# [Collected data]
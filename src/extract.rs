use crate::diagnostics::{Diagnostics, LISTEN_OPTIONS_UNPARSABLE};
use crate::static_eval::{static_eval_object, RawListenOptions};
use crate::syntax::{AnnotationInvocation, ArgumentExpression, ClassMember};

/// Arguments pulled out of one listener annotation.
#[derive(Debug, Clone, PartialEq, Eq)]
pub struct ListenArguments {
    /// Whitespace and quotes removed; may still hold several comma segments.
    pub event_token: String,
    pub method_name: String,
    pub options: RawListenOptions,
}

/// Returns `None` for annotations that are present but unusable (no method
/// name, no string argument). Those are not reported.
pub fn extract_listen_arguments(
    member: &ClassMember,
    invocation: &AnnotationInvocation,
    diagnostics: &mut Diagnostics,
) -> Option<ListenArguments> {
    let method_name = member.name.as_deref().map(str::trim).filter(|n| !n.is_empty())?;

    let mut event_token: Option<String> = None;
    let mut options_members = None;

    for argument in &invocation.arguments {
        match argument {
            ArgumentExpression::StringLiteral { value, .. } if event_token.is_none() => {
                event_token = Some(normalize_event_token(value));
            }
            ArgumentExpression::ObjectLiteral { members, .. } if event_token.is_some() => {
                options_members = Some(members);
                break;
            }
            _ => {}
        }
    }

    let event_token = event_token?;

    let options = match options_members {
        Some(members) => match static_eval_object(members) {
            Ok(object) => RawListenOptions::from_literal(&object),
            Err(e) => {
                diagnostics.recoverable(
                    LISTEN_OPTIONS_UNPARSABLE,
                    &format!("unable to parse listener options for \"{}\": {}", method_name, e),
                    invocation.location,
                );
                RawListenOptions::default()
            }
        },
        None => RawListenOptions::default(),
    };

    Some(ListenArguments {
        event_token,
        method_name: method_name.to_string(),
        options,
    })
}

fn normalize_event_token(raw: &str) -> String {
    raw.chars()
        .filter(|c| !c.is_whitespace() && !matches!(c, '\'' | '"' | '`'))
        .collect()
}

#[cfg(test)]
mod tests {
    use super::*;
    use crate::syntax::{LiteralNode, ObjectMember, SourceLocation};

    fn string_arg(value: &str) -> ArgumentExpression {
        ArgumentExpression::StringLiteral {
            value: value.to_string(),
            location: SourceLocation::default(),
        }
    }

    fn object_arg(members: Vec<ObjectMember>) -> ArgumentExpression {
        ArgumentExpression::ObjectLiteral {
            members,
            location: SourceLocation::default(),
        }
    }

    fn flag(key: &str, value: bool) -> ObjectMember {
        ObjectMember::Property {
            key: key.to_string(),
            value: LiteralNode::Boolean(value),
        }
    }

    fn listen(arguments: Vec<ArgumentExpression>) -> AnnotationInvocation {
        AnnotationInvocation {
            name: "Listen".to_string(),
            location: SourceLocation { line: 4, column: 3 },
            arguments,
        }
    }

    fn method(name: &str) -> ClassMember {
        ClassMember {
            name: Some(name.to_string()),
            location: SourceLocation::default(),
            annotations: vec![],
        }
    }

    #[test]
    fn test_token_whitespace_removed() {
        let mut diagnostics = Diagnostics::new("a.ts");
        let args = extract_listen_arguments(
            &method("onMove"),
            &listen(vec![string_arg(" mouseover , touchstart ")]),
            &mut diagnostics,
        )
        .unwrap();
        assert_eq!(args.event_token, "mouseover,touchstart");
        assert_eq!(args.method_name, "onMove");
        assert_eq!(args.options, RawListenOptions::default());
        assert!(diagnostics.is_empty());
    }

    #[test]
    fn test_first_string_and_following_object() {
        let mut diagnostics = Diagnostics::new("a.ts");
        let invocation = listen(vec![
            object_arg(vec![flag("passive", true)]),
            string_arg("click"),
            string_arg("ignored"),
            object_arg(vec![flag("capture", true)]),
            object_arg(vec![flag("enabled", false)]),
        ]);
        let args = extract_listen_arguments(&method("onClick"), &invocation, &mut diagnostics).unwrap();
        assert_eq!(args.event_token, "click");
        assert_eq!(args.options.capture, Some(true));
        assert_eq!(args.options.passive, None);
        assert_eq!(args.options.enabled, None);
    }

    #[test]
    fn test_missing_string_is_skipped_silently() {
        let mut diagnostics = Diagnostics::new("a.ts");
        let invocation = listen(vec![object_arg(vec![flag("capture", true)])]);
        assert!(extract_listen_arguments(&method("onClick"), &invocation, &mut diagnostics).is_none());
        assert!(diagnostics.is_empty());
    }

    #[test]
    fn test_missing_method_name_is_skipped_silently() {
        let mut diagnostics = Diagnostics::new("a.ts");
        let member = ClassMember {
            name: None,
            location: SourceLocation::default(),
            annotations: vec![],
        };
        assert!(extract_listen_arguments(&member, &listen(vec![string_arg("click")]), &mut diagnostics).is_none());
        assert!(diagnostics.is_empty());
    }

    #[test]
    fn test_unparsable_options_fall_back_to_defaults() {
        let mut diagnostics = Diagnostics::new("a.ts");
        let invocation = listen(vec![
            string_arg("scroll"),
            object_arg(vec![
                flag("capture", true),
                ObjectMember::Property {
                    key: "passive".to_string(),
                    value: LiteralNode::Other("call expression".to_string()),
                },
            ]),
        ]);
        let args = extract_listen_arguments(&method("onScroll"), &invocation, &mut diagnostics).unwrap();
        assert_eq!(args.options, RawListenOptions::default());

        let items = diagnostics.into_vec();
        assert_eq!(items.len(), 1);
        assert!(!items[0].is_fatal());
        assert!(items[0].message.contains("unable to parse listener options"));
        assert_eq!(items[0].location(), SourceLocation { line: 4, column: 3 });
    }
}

# [What the exercise asks]
Copy every record precisely, omitting nothing.

# [Response to the exercise]
filename src/extract.rs
use crate::diagnostics::{Diagnostics, LISTEN_OPTIONS_UNPARSABLE};
use crate::static_eval::{static_eval_object, RawListenOptions};
use crate::syntax::{AnnotationInvocation, ArgumentExpression, ClassMember};

/// Arguments pulled out of one listener annotation.
#[derive(Debug, Clone, PartialEq, Eq)]
pub struct ListenArguments {
    /// Whitespace and quotes removed; may still hold several comma segments.
    pub event_token: String,
    pub method_name: String,
    pub options: RawListenOptions,
}

/// Returns `None` for annotations that are present but unusable (no method
/// name, no string argument). Those are not reported.
pub fn extract_listen_arguments(
    member: &ClassMember,
    invocation: &AnnotationInvocation,
    diagnostics: &mut Diagnostics,
) -> Option<ListenArguments> {
    let method_name = member.name.as_deref().map(str::trim).filter(|n| !n.is_empty())?;

    let mut event_token: Option<String> = None;
    let mut options_members = None;

    for argument in &invocation.arguments {
        match argument {
            ArgumentExpression::StringLiteral { value, .. } if event_token.is_none() => {
                event_token = Some(normalize_event_token(value));
            }
            ArgumentExpression::ObjectLiteral { members, .. } if event_token.is_some() => {
                options_members = Some(members);
                break;
            }
            _ => {}
        }
    }

    let event_token = event_token?;

    let options = match options_members {
        Some(members) => match static_eval_object(members) {
            Ok(object) => RawListenOptions::from_literal(&object),
            Err(e) => {
                diagnostics.recoverable(
                    LISTEN_OPTIONS_UNPARSABLE,
                    &format!("unable to parse listener options for \"{}\": {}", method_name, e),
                    invocation.location,
                );
                RawListenOptions::default()
            }
        },
        None => RawListenOptions::default(),
    };

    Some(ListenArguments {
        event_token,
        method_name: method_name.to_string(),
        options,
    })
}

fn normalize_event_token(raw: &str) -> String {
    raw.chars()
        .filter(|c| !c.is_whitespace() && !matches!(c, '\'' | '"' | '`'))
        .collect()
}

#[cfg(test)]
mod tests {
    use super::*;
    use crate::syntax::{LiteralNode, ObjectMember, SourceLocation};

    fn string_arg(value: &str) -> ArgumentExpression {
        ArgumentExpression::StringLiteral {
            value: value.to_string(),
            location: SourceLocation::default(),
        }
    }

    fn object_arg(members: Vec<ObjectMember>) -> ArgumentExpression {
        ArgumentExpression::ObjectLiteral {
            members,
            location: SourceLocation::default(),
        }
    }

    fn flag(key: &str, value: bool) -> ObjectMember {
        ObjectMember::Property {
            key: key.to_string(),
            value: LiteralNode::Boolean(value),
        }
    }

    fn listen(arguments: Vec<ArgumentExpression>) -> AnnotationInvocation {
        AnnotationInvocation {
            name: "Listen".to_string(),
            location: SourceLocation { line: 4, column: 3 },
            arguments,
        }
    }

    fn method(name: &str) -> ClassMember {
        ClassMember {
            name: Some(name.to_string()),
            location: SourceLocation::default(),
            annotations: vec![],
        }
    }

    #[test]
    fn test_token_whitespace_removed() {
        let mut diagnostics = Diagnostics::new("a.ts");
        let args = extract_listen_arguments(
            &method("onMove"),
            &listen(vec![string_arg(" mouseover , touchstart ")]),
            &mut diagnostics,
        )
        .unwrap();
        assert_eq!(args.event_token, "mouseover,touchstart");
        assert_eq!(args.method_name, "onMove");
        assert_eq!(args.options, RawListenOptions::default());
        assert!(diagnostics.is_empty());
    }

    #[test]
    fn test_first_string_and_following_object() {
        let mut diagnostics = Diagnostics::new("a.ts");
        let invocation = listen(vec![
            object_arg(vec![flag("passive", true)]),
            string_arg("click"),
            string_arg("ignored"),
            object_arg(vec![flag("capture", true)]),
            object_arg(vec![flag("enabled", false)]),
        ]);
        let args = extract_listen_arguments(&method("onClick"), &invocation, &mut diagnostics).unwrap();
        assert_eq!(args.event_token, "click");
        assert_eq!(args.options.capture, Some(true));
        assert_eq!(args.options.passive, None);
        assert_eq!(args.options.enabled, None);
    }

    #[test]
    fn test_missing_string_is_skipped_silently() {
        let mut diagnostics = Diagnostics::new("a.ts");
        let invocation = listen(vec![object_arg(vec![flag("capture", true)])]);
        assert!(extract_listen_arguments(&method("onClick"), &invocation, &mut diagnostics).is_none());
        assert!(diagnostics.is_empty());
    }

    #[test]
    fn test_missing_method_name_is_skipped_silently() {
        let mut diagnostics = Diagnostics::new("a.ts");
        let member = ClassMember {
            name: None,
            location: SourceLocation::default(),
            annotations: vec![],
        };
        assert!(extract_listen_arguments(&member, &listen(vec![string_arg("click")]), &mut diagnostics).is_none());
        assert!(diagnostics.is_empty());
    }

    #[test]
    fn test_unparsable_options_fall_back_to_defaults() {
        let mut diagnostics = Diagnostics::new("a.ts");
        let invocation = listen(vec![
            string_arg("scroll"),
            object_arg(vec![
                flag("capture", true),
                ObjectMember::Property {
                    key: "passive".to_string(),
                    value: LiteralNode::Other("call expression".to_string()),
                },
            ]),
        ]);
        let args = extract_listen_arguments(&method("onScroll"), &invocation, &mut diagnostics).unwrap();
        assert_eq!(args.options, RawListenOptions::default());

        let items = diagnostics.into_vec();
        assert_eq!(items.len(), 1);
        assert!(!items[0].is_fatal());
        assert!(items[0].message.contains("unable to parse listener options"));
        assert_eq!(items[0].location(), SourceLocation { line: 4, column: 3 });
    }
}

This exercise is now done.